*** Opening of Data in this exercise ***

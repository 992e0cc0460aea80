use crate::distribution::Kernel;
use crate::error::{ModelError, ModelWarning, Result};
use ndarray::{arr0, ArrayD};
use rand::SeedableRng;
use rand_chacha::ChaCha8Rng;
use serde::{Deserialize, Serialize};
use std::collections::{HashMap, HashSet};

/// Unique identifier for a node in the computation graph.
#[derive(Debug, Clone, Copy, PartialEq, Eq, Hash, PartialOrd, Ord, Serialize, Deserialize)]
pub struct NodeId(pub usize);

#[derive(Debug, Clone, Copy, PartialEq, Eq, Serialize, Deserialize)]
pub enum UnaryOp {
    /// Pass-through; gives an existing value a second name.
    Identity,
    Neg,
    Exp,
    Log,
    Log1p,
    Square,
    Sqrt,
    Abs,
    Sigmoid,
    /// `ln(1 + exp(x))`
    Softplus,
    LnGamma,
    Erf,
}

/// Element-wise binary operations. All of them broadcast like NumPy.
/// Comparisons produce `1.0` / `0.0` and carry no gradient.
#[derive(Debug, Clone, Copy, PartialEq, Eq, Serialize, Deserialize)]
pub enum BinaryOp {
    Add,
    Sub,
    Mul,
    Div,
    Lt,
    Le,
    Gt,
    Ge,
}

/// Operations supported in the computation graph.
#[derive(Debug, Clone, Serialize, Deserialize)]
pub enum Op {
    /// A constant tensor baked into the graph.
    Constant(ArrayD<f64>),
    /// Mutable data (index into the shared-value table). Replacing the value
    /// re-shapes every node whose shape derives from it.
    Shared(usize),
    /// A free symbolic input, fed through `givens` or its test value.
    /// Value variables and flat views are inputs.
    Input,
    /// A draw from a distribution kernel. `size` holds scalar nodes.
    Random {
        kernel: String,
        params: Vec<NodeId>,
        size: Vec<NodeId>,
    },
    Unary(UnaryOp, NodeId),
    Binary(BinaryOp, NodeId, NodeId),
    /// `cond != 0 ? then : otherwise`, broadcasting all three.
    Switch {
        cond: NodeId,
        then: NodeId,
        otherwise: NodeId,
    },
    /// Sum over all elements.
    Sum(NodeId),
    /// Run-time length of one axis of `x`, as a scalar.
    ShapeOf { x: NodeId, axis: usize },
    /// Gather along the leading `indices.len()` axes (one index list per
    /// axis, all of equal length). The gathered axes collapse into one.
    Index {
        x: NodeId,
        indices: Vec<Vec<usize>>,
    },
    /// Copy of `x` with the gathered positions overwritten by `values`.
    SetSubtensor {
        x: NodeId,
        indices: Vec<Vec<usize>>,
        values: NodeId,
    },
    BroadcastTo { x: NodeId, shape: Vec<NodeId> },
    /// Fused multivariate-normal log-density over the last axis.
    MvNormalLogp {
        value: NodeId,
        mu: NodeId,
        cov: NodeId,
    },
    /// Reshaped window into a flat vector.
    FlatSlice {
        flat: NodeId,
        start: usize,
        shape: Vec<usize>,
    },
    /// Random rows of `data`, redrawn at each evaluation.
    Minibatch { data: NodeId, batch_size: usize },
}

*** Close of Data in this exercise ***

* _Requirement_:
Could you copy every line in the records that holds "enum"?

* _Output_:
pub enum UnaryOp {
pub enum BinaryOp {
pub enum Op {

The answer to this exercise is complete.